Nonlinear realizations of superconformal and W algebras as embeddings of strings

TL;DR

This paper introduces a straightforward method to construct representations of superconformal and W algebras using their subalgebras and Nambu-Goldstone fields, enabling new and known string and superstring embeddings with world-sheet symmetries.

Contribution

It presents a novel, simple approach for embedding strings and superstrings into superconformal and W algebras, including new embeddings like the bosonic string with U(1) symmetry into N=2 superstring.

Findings

Reproduces known string embeddings

Introduces new embeddings, e.g., bosonic string with U(1) into N=2 superstring

Provides a natural interpretation of the linearization of W_3^{(2)} algebra as string embedding

Abstract

We propose a simple method for constructing representations of (super)conformal and nonlinear W-type algebras in terms of their subalgebras and corresponding Nambu-Goldstone fields.

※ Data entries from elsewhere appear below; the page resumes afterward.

//! Read-only scheduler status view, modeled on an
//! `AgentStatusRegistry` but backed directly by the job table rather than a
//! separate in-memory heartbeat map — the Store row already carries
//! everything a status view needs.

use std::sync::Arc;

use crate::domain::cron_job::JobStatus;
use crate::domain::ports::Store;

#[derive(Debug, Clone, serde::Serialize)]
pub struct JobStatusView {
    pub id: String,
    pub name: String,
    pub enabled: bool,
    pub running: bool,
    pub last_run_at_ms: Option<i64>,
    pub next_run_at_ms: Option<i64>,
    pub last_status: Option<JobStatus>,
    pub last_error: Option<String>,
}

pub struct SchedulerStatus {
    store: Arc<dyn Store>,
}

impl SchedulerStatus {
    pub fn new(store: Arc<dyn Store>) -> Self {
        Self { store }
    }

    pub async fn snapshot(&self) -> anyhow::Result<Vec<JobStatusView>> {
        let jobs = self.store.list_cron_jobs().await?;
        Ok(jobs
            .into_iter()
            .map(|job| JobStatusView {
                id: job.id,
                name: job.name,
                enabled: job.enabled,
                running: job.state.running_at_ms.is_some(),
                last_run_at_ms: job.state.last_run_at_ms,
                next_run_at_ms: job.state.next_run_at_ms,
                last_status: job.state.last_status,
                last_error: job.state.last_error,
            })
            .collect())
    }
}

We apply it to N=2 and N=1 superconformal algebras and describe in this way various embeddings of strings and superstrings for which these algebras and their subalgebras define world-sheet symmetries. Besides reproducing the known examples, we present some new ones, in particular an embedding of the bosonic string with additional U(1) affine symmetry into N=2 superstring. We also apply our method to the nonlinear $W_3^{(2)}$ algebra and demonstrate that the linearization procedure worked out for it some time ago gets a natural interpretation as a kind of string embedding. All these embeddings include the critical ones as particular cases.